_TASK STATEMENT_: Pull every line holding the word "FieldType" out of the data and copy it.

_Records drawn from a dataset_:
___

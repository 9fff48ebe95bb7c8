//! Sort compilation from `order_by` and `sort_order`.

use crate::error::QueryError;
use crate::query::{QueryParams, ORDER_BY, SORT_ORDER};
use crate::schema::FieldSchema;

#[derive(Clone, Copy, Debug, PartialEq, Eq)]
pub enum SortDirection {
    Ascending,
    Descending,
}

impl SortDirection {
    pub fn as_sql(self) -> &'static str {
        match self {
            SortDirection::Ascending => "ASC",
            SortDirection::Descending => "DESC",
        }
    }
}

#[derive(Clone, Copy, Debug, PartialEq, Eq)]
pub enum SortSpec {
    /// The store picks the order (id ascending).
    Unspecified,
    By {
        field: &'static str,
        direction: SortDirection,
    },
}

pub struct SortCompiler;

impl SortCompiler {
    pub fn compile(schema: &FieldSchema, params: &QueryParams) -> Result<SortSpec, QueryError> {
        let order_by = params.first(ORDER_BY).filter(|s| !s.is_empty());
        let field = match order_by {
            Some(name) => Some(
                schema
                    .get(name)
                    .map(|(field, _)| field)
                    .ok_or_else(|| QueryError::InvalidSortField(name.to_string()))?,
            ),
            None => None,
        };
        let direction = match params.first(SORT_ORDER).unwrap_or("") {
            "" | "asc" => SortDirection::Ascending,
            "desc" => SortDirection::Descending,
            other => return Err(QueryError::InvalidSortOrder(other.to_string())),
        };
        Ok(match field {
            Some(field) => SortSpec::By { field, direction },
            None => SortSpec::Unspecified,
        })
    }
}
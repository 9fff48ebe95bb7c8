//! Shared application state for all routes.

use crate::db::Database;
use crate::resource::Resource;
use crate::service::ResourceStore;

#[derive(Clone)]
pub struct AppState {
    pub db: Database,
}

impl AppState {
    pub fn new(db: Database) -> Self {
        AppState { db }
    }

    /// Store for entity `T` over the shared pool.
    pub fn store<T: Resource>(&self) -> ResourceStore<T> {
        ResourceStore::new(self.db.clone())
    }
}
//! Owned database handle: connection pool plus the schema the entity tables live in.

use crate::config::Config;
use sqlx::postgres::{PgConnectOptions, PgPoolOptions};
use sqlx::{ConnectOptions, PgPool};
use std::str::FromStr;
use std::sync::Arc;

/// Cheap to clone; clones share the pool.
#[derive(Clone, Debug)]
pub struct Database {
    pool: PgPool,
    schema: Arc<str>,
}

impl Database {
    pub async fn connect(config: &Config) -> Result<Self, sqlx::Error> {
        let pool = Self::pool_options(config).connect(&config.database_url).await?;
        tracing::info!(schema = %config.schema, max_connections = config.max_connections, "database pool ready");
        Ok(Self::from_pool(pool, &config.schema))
    }

    /// Pool that connects on first use. Lets the HTTP layer run without a live server.
    pub fn connect_lazy(config: &Config) -> Result<Self, sqlx::Error> {
        let pool = Self::pool_options(config).connect_lazy(&config.database_url)?;
        Ok(Self::from_pool(pool, &config.schema))
    }

    pub fn from_pool(pool: PgPool, schema: &str) -> Self {
        Database {
            pool,
            schema: Arc::from(schema),
        }
    }

    fn pool_options(config: &Config) -> PgPoolOptions {
        PgPoolOptions::new()
            .max_connections(config.max_connections)
            .acquire_timeout(config.acquire_timeout)
    }

    pub fn pool(&self) -> &PgPool {
        &self.pool
    }

    pub fn schema(&self) -> &str {
        &self.schema
    }

    pub async fn ping(&self) -> Result<(), sqlx::Error> {
        sqlx::query("SELECT 1").execute(&self.pool).await?;
        Ok(())
    }

    /// Wait for checked-out connections to return, then close the pool.
    pub async fn close(&self) {
        self.pool.close().await;
        tracing::info!("database pool closed");
    }
}

/// Ensure the database in `database_url` exists; create it if not. Connects to the
/// default `postgres` database to run CREATE DATABASE. Call before creating the main pool.
pub async fn ensure_database_exists(database_url: &str) -> Result<(), sqlx::Error> {
    let (admin_url, db_name) = parse_db_name_from_url(database_url)?;
    if db_name.is_empty() || db_name == "postgres" {
        return Ok(());
    }
    let opts = PgConnectOptions::from_str(&admin_url)?;
    let mut conn = opts.connect().await?;
    let exists: (bool,) = sqlx::query_as("SELECT EXISTS(SELECT 1 FROM pg_database WHERE datname = $1)")
        .bind(&db_name)
        .fetch_one(&mut conn)
        .await?;
    if !exists.0 {
        tracing::info!(database = %db_name, "creating database");
        sqlx::query(&format!("CREATE DATABASE {}", quote_ident(&db_name)))
            .execute(&mut conn)
            .await?;
    }
    Ok(())
}

fn parse_db_name_from_url(url: &str) -> Result<(String, String), sqlx::Error> {
    let scheme_end = url.find("://").map(|i| i + 3).unwrap_or(0);
    let path_start = url
        .get(scheme_end..)
        .and_then(|rest| rest.rfind('/'))
        .map(|i| scheme_end + i + 1)
        .ok_or_else(|| sqlx::Error::Configuration("DATABASE_URL: no database path".into()))?;
    let path_and_query = url.get(path_start..).unwrap_or("");
    let db_name = path_and_query.split('?').next().unwrap_or("").trim();
    let base = url.get(..path_start).unwrap_or(url);
    Ok((format!("{}postgres", base), db_name.to_string()))
}

pub(crate) fn quote_ident(name: &str) -> String {
    format!("\"{}\"", name.replace('"', "\"\""))
}
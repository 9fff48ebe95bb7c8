use crate::error::AppError;
use crate::resource::Resource;
use crate::schema::{FieldSchema, FieldType};
use crate::service::RecordValidator;
use crate::sql::{BindValue, TableDef};
use chrono::{DateTime, Utc};
use serde::{Deserialize, Serialize};

/// Someone with a login to the system: staff or a member.
#[derive(Clone, Debug, PartialEq, Serialize, Deserialize, sqlx::FromRow)]
pub struct User {
    #[serde(default)]
    pub user_id: i64,
    pub email: String,
    pub first_name: String,
    pub last_name: String,
    #[serde(default)]
    pub is_admin: bool,
    #[serde(default)]
    pub created_at: Option<DateTime<Utc>>,
}

impl Resource for User {
    const TABLE: TableDef = TableDef {
        table: "users",
        id_column: "user_id",
        columns: &["user_id", "email", "first_name", "last_name", "is_admin", "created_at"],
        defaulted: &["created_at"],
    };
    const SCHEMA: FieldSchema = FieldSchema::new(&[
        ("user_id", FieldType::Integer),
        ("email", FieldType::String),
        ("first_name", FieldType::String),
        ("last_name", FieldType::String),
        ("is_admin", FieldType::Boolean),
        ("created_at", FieldType::Datetime),
    ]);
    const PATH: &'static str = "users";

    fn values(&self) -> Vec<(&'static str, BindValue)> {
        vec![
            ("email", self.email.clone().into()),
            ("first_name", self.first_name.clone().into()),
            ("last_name", self.last_name.clone().into()),
            ("is_admin", self.is_admin.into()),
        ]
    }

    fn validate(&self) -> Result<(), AppError> {
        RecordValidator::email("email", &self.email)?;
        RecordValidator::required("first_name", &self.first_name)?;
        RecordValidator::required("last_name", &self.last_name)?;
        Ok(())
    }
}
//! Request query parameters as an ordered multi-map.

use std::collections::BTreeMap;

/// Query-string parameters keyed by name. Keys iterate in lexicographic order so that
/// anything compiled from them is deterministic.
#[derive(Clone, Debug, Default, PartialEq, Eq)]
pub struct QueryParams {
    inner: BTreeMap<String, Vec<String>>,
}

impl QueryParams {
    pub fn new() -> Self {
        QueryParams::default()
    }

    /// Append a value; repeated keys keep every value in arrival order.
    pub fn insert(&mut self, key: impl Into<String>, value: impl Into<String>) {
        self.inner.entry(key.into()).or_default().push(value.into());
    }

    /// First value submitted for `key`.
    pub fn first(&self, key: &str) -> Option<&str> {
        self.inner.get(key).and_then(|v| v.first()).map(String::as_str)
    }

    pub fn remove(&mut self, key: &str) -> Option<Vec<String>> {
        self.inner.remove(key)
    }

    pub fn is_empty(&self) -> bool {
        self.inner.is_empty()
    }

    pub fn len(&self) -> usize {
        self.inner.len()
    }

    pub fn iter(&self) -> impl Iterator<Item = (&str, &[String])> {
        self.inner.iter().map(|(k, v)| (k.as_str(), v.as_slice()))
    }
}

impl<K, V> FromIterator<(K, V)> for QueryParams
where
    K: Into<String>,
    V: Into<String>,
{
    fn from_iter<I: IntoIterator<Item = (K, V)>>(iter: I) -> Self {
        let mut params = QueryParams::new();
        for (k, v) in iter {
            params.insert(k, v);
        }
        params
    }
}

#[cfg(test)]
mod tests {
    use super::*;

    #[test]
    fn first_value_wins() {
        let params: QueryParams = [("email", "a"), ("email", "b")].into_iter().collect();
        assert_eq!(params.first("email"), Some("a"));
        let (_, values) = params.iter().next().unwrap();
        assert_eq!(values.len(), 2);
        assert_eq!(params.len(), 1);
    }

    #[test]
    fn keys_iterate_sorted() {
        let params: QueryParams = [("z", "1"), ("a", "2"), ("m", "3")].into_iter().collect();
        let keys: Vec<_> = params.iter().map(|(k, _)| k).collect();
        assert_eq!(keys, vec!["a", "m", "z"]);
    }

    #[test]
    fn remove_takes_all_values() {
        let mut params: QueryParams = [("limit", "5"), ("name", "x")].into_iter().collect();
        assert_eq!(params.remove("limit"), Some(vec!["5".to_string()]));
        assert!(params.first("limit").is_none());
        assert_eq!(params.len(), 1);
    }
}
//! RewardDistributor tests: exactly-once credits, refunds, and the guard
//! between the payout and refund paths.

use crate::engine::ledger::{BalanceLedger, LedgerApply, MutationKind};
use crate::engine::test_fixtures::{scenario_candidates, scenario_snapshot, test_config, Harness};
use crate::error::EngineError;
use crate::models::{Category, SettlementResult};
use std::sync::Arc;
use std::thread;

fn settled_scenario(h: &Harness) -> SettlementResult {
    let round = h.open(Category::Entertainment, scenario_candidates());
    h.book.record(&round.round_ref, "U1", "c1", 10).unwrap();
    h.book.record(&round.round_ref, "U2", "c3", 10).unwrap();
    h.book.record(&round.round_ref, "U3", "c9", 5).unwrap();
    let frozen = h.freeze(&round);
    h.settlement.settle(&frozen, &scenario_snapshot(), &h.book).unwrap()
}

#[test]
fn test_apply_credits_winners_once() {
    let h = Harness::new(test_config());
    let result = settled_scenario(&h);

    let first = h.distributor.apply(&result).unwrap();
    assert_eq!(first.outcome, LedgerApply::Applied);
    assert_eq!(first.kind, MutationKind::Payout);
    assert_eq!(first.credit_count, 2);
    assert_eq!(first.total_credited, 25);

    let balances_after_first = h.ledger.balances();
    let second = h.distributor.apply(&result).unwrap();
    assert_eq!(second.outcome, LedgerApply::AlreadyApplied);
    assert_eq!(h.ledger.balances(), balances_after_first);

    // pool 25 over winning 20: 12 and 12, residue 1 to the earlier stake
    assert_eq!(h.ledger.balance_of("U1").unwrap(), 13);
    assert_eq!(h.ledger.balance_of("U2").unwrap(), 12);
    assert_eq!(h.ledger.balance_of("U3").unwrap(), 0);
    assert_eq!(h.ledger.remainder_total().unwrap(), 0);
}

#[test]
fn test_concurrent_apply_credits_once() {
    let h = Arc::new(Harness::new(test_config()));
    let result = Arc::new(settled_scenario(&h));

    let handles: Vec<_> = (0..8)
        .map(|_| {
            let h = h.clone();
            let result = result.clone();
            thread::spawn(move || h.distributor.apply(&result).unwrap().outcome)
        })
        .collect();
    let outcomes: Vec<LedgerApply> = handles.into_iter().map(|t| t.join().unwrap()).collect();

    assert_eq!(
        outcomes.iter().filter(|o| **o == LedgerApply::Applied).count(),
        1
    );
    assert_eq!(h.ledger.balance_of("U1").unwrap(), 13);
    assert_eq!(h.ledger.balance_of("U2").unwrap(), 12);
}

#[test]
fn test_refund_returns_exact_stakes() {
    let h = Harness::new(test_config());
    let round = h.open(Category::Gaming, scenario_candidates());
    h.book.record(&round.round_ref, "U1", "c1", 10).unwrap();
    h.book.record(&round.round_ref, "U1", "c2", 4).unwrap();
    h.book.record(&round.round_ref, "U2", "c9", 7).unwrap();
    h.freeze(&round);

    let receipt = h.distributor.refund(&round.round_ref, &h.book).unwrap();
    assert_eq!(receipt.kind, MutationKind::Refund);
    assert_eq!(receipt.total_credited, 21);
    assert_eq!(
        h.distributor.refund(&round.round_ref, &h.book).unwrap().outcome,
        LedgerApply::AlreadyApplied
    );

    assert_eq!(h.ledger.balance_of("U1").unwrap(), 14);
    assert_eq!(h.ledger.balance_of("U2").unwrap(), 7);
}

#[test]
fn test_payout_and_refund_are_mutually_exclusive() {
    let h = Harness::new(test_config());
    let result = settled_scenario(&h);
    h.distributor.apply(&result).unwrap();

    assert_eq!(
        h.distributor.refund(&result.round_ref, &h.book),
        Err(EngineError::AlreadySettled(result.round_ref))
    );

    // The other order: refund first, then a payout attempt
    let h = Harness::new(test_config());
    let result = settled_scenario(&h);
    h.distributor.refund(&result.round_ref, &h.book).unwrap();
    let err = h.distributor.apply(&result).unwrap_err();
    assert!(matches!(err, EngineError::InvariantViolation { .. }));
    assert_eq!(h.ledger.balance_of("U1").unwrap(), 10);
}

#[test]
fn test_tampered_result_is_rejected() {
    let h = Harness::new(test_config());
    let mut result = settled_scenario(&h);
    let stake_id = result.winning_stake_ids[0].clone();
    result.payouts.insert(stake_id, 1_000);

    let err = h.distributor.apply(&result).unwrap_err();
    assert!(matches!(err, EngineError::InvariantViolation { .. }));
    assert_eq!(h.ledger.balances().len(), 0);
    assert_eq!(h.ledger.applied_kind(&result.round_ref.to_string()).unwrap(), None);
}

#[test]
fn test_all_losers_credit_remainder_bucket() {
    let h = Harness::new(test_config());
    let round = h.open(Category::Nature, scenario_candidates());
    h.book.record(&round.round_ref, "U1", "c8", 6).unwrap();
    h.book.record(&round.round_ref, "U2", "c10", 9).unwrap();
    let frozen = h.freeze(&round);
    let result = h.settlement.settle(&frozen, &scenario_snapshot(), &h.book).unwrap();

    let receipt = h.distributor.apply(&result).unwrap();
    assert_eq!(receipt.credit_count, 0);
    assert_eq!(receipt.remainder, 15);
    assert_eq!(h.ledger.remainder_total().unwrap(), 15);
    h.distributor.apply(&result).unwrap();
    assert_eq!(h.ledger.remainder_total().unwrap(), 15);
}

___

_PROBLEM SOLUTION_:
use crate::schema::{FieldSchema, FieldType};
        ("user_id", FieldType::Integer),
        ("email", FieldType::String),
        ("first_name", FieldType::String),
        ("last_name", FieldType::String),
        ("is_admin", FieldType::Boolean),
        ("created_at", FieldType::Datetime),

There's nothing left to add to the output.